The Susquehanna Foundation is a tightly held private foundation established in 1994 as the charitable vehicle of Arthur Dantchik, Jeffrey Yass, Andrew Frost, and their partners at Susquehanna International Group (SIG), one of the world's largest options trading firms headquartered in Bala Cynwyd, Pennsylvania. With $598 million in assets as of 2023 and a leadership board drawn entirely from SIG's founding circle — none of whom receive compensation — this is a founder-directed philanthropic vehicle, not a professionally staffed grantmaking institution.
The single most important fact for any grant seeker: the foundation awards grants exclusively on an invitation-only basis. There is no public application portal, no request for proposals cycle, and no published grant calendar. The board identifies organizations that align with its strategic priorities and extends invitations; organizations do not approach the foundation independently. Conventional grant prospecting tools and cold outreach are ineffective here.
The foundation's giving philosophy reflects the worldview of its principals. Yass, Dantchik, and SIG's founders are libertarian-oriented investors who believe in market mechanisms, individual choice, and education reform as civic priorities. This translates into a grantmaking portfolio dominated by school choice advocacy, free-market policy organizations, and civil liberties litigation — alongside sustained support for Jewish philanthropic institutions and Philadelphia-area medical research.
Relationship progression at Susquehanna is informal by design. Organizations in the SIG social and ideological orbit — through think tank boards, school choice conference participation, or direct personal connections — are identified and cultivated over time. Most funded organizations have multi-year relationships: Kavod received 9 grants, Atlas Network 7, Center for Education Reform 8, Institute for Justice 6. First-time grants tend to be modest ($25,000–$75,000); sustained relationships unlock multi-million dollar commitments.

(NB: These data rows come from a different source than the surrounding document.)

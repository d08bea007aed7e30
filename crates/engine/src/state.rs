//! Protocol state shared by the activities of one engine session.
//!
//! The state lives in a [`tokio::sync::watch`] channel. Every transition
//! goes through `send_if_modified`, so writes are serialized and readers
//! are woken only when the state actually changes. Transitions only move
//! toward terminal states; once `Done` or `Failed` is recorded the only
//! further change is to `Terminated`.

use std::sync::Arc;

use scanny_core::outcome::Outcome;
use tokio::sync::watch;

use crate::messages::{ResultToken, StateToken, StatusLine};

/// Lifecycle of one engine session.
#[derive(Debug, Clone, Copy, PartialEq, Eq)]
pub enum ProtocolState {
    Init,
    Running,
    Done,
    Failed,
    /// `quit` has been issued after `Done` or `Failed`.
    Terminated,
}

impl ProtocolState {
    pub fn is_terminal(self) -> bool {
        matches!(self, Self::Done | Self::Failed | Self::Terminated)
    }
}

/// Everything the session's activities agree on.
#[derive(Debug, Clone, Copy, PartialEq, Eq)]
pub struct Snapshot {
    pub state: ProtocolState,
    pub outcome: Outcome,
    /// The status stream reached end-of-file.
    pub status_closed: bool,
}

impl Default for Snapshot {
    fn default() -> Self {
        Self {
            state: ProtocolState::Init,
            outcome: Outcome::Failed,
            status_closed: false,
        }
    }
}

impl Snapshot {
    /// Apply one status line. Returns `true` if anything changed.
    ///
    /// A `fail` result forces `Failed` from any non-terminal state. From
    /// `Init`, `run` or `done` only advances to `Running`; from `Running`,
    /// `done` finishes with [`Outcome::Succeeded`] and `fail` with
    /// [`Outcome::Failed`]. Terminal states ignore further lines.
    pub fn apply_status(&mut self, line: &StatusLine) -> bool {
        if self.state.is_terminal() {
            return false;
        }

        if line.result == ResultToken::Fail {
            return self.finish(ProtocolState::Failed, Outcome::Failed);
        }

        match (self.state, &line.state) {
            (_, StateToken::Fail) => self.finish(ProtocolState::Failed, Outcome::Failed),
            (ProtocolState::Init, StateToken::Run | StateToken::Done) => {
                self.state = ProtocolState::Running;
                true
            }
            (ProtocolState::Running, StateToken::Done) => {
                self.finish(ProtocolState::Done, Outcome::Succeeded)
            }
            _ => false,
        }
    }

    fn finish(&mut self, state: ProtocolState, outcome: Outcome) -> bool {
        self.state = state;
        self.outcome = outcome;
        true
    }
}

/// Cloneable handle to the state of one session.
#[derive(Debug, Clone)]
pub struct SharedState {
    tx: Arc<watch::Sender<Snapshot>>,
}

impl Default for SharedState {
    fn default() -> Self {
        let (tx, _rx) = watch::channel(Snapshot::default());
        Self { tx: Arc::new(tx) }
    }
}

impl SharedState {
    pub fn new() -> Self {
        Self::default()
    }

    pub fn snapshot(&self) -> Snapshot {
        *self.tx.borrow()
    }

    pub fn subscribe(&self) -> watch::Receiver<Snapshot> {
        self.tx.subscribe()
    }

    /// Apply a status line and return the resulting snapshot.
    pub fn apply_status(&self, line: &StatusLine) -> Snapshot {
        self.tx.send_if_modified(|snap| snap.apply_status(line));
        self.snapshot()
    }

    /// Writer side: the scan command is about to be sent.
    pub fn begin_scan(&self) {
        self.tx.send_if_modified(|snap| {
            if snap.state == ProtocolState::Init {
                snap.state = ProtocolState::Running;
                true
            } else {
                false
            }
        });
    }

    /// Force a non-terminal session into `Failed` with the given outcome.
    ///
    /// Used for protocol faults, timeouts and cancellation. Has no effect
    /// once a terminal state has been recorded, so an engine that already
    /// reported `done` keeps its [`Outcome::Succeeded`].
    pub fn interrupt(&self, outcome: Outcome) -> bool {
        self.tx.send_if_modified(|snap| {
            if snap.state.is_terminal() {
                false
            } else {
                snap.finish(ProtocolState::Failed, outcome)
            }
        })
    }

    /// Move `Done`/`Failed` to `Terminated`. Returns `true` if the caller
    /// performed the transition and therefore owns sending `quit`.
    pub fn terminate(&self) -> bool {
        self.tx.send_if_modified(|snap| {
            if matches!(snap.state, ProtocolState::Done | ProtocolState::Failed) {
                snap.state = ProtocolState::Terminated;
                true
            } else {
                false
            }
        })
    }

    /// Status reader side: stdout reached end-of-file.
    pub fn close_status(&self) {
        self.tx.send_if_modified(|snap| {
            let changed = !snap.status_closed;
            snap.status_closed = true;
            changed
        });
    }
}

// ---------------------------------------------------------------------------
// Tests
// ---------------------------------------------------------------------------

For first-time applicants, the honest guidance is that there is no conventional application process to pursue. The viable strategy is to build credibility within the school choice movement, establish a Philadelphia presence, and seek warm introductions through organizations already in the grantee portfolio. Alignment must be genuine, not manufactured — SIG's founders are experienced at evaluating organizational authenticity and will identify opportunistic applicants quickly.
The Susquehanna Foundation's financial trajectory reflects extraordinary wealth creation events at SIG. Annual giving was modest in the early years — $1.1 million in 2011, declining to $182,500 in 2014 — before escalating sharply following a $254.2 million contribution received in 2020 (almost certainly from SIG partners capitalizing on COVID-era market volatility). Assets reached a peak of $640.7 million in 2021, settled to $598.1 million in 2023, and annual giving peaked at $25.1 million in 2022 before returning to $11.2 million in 2023.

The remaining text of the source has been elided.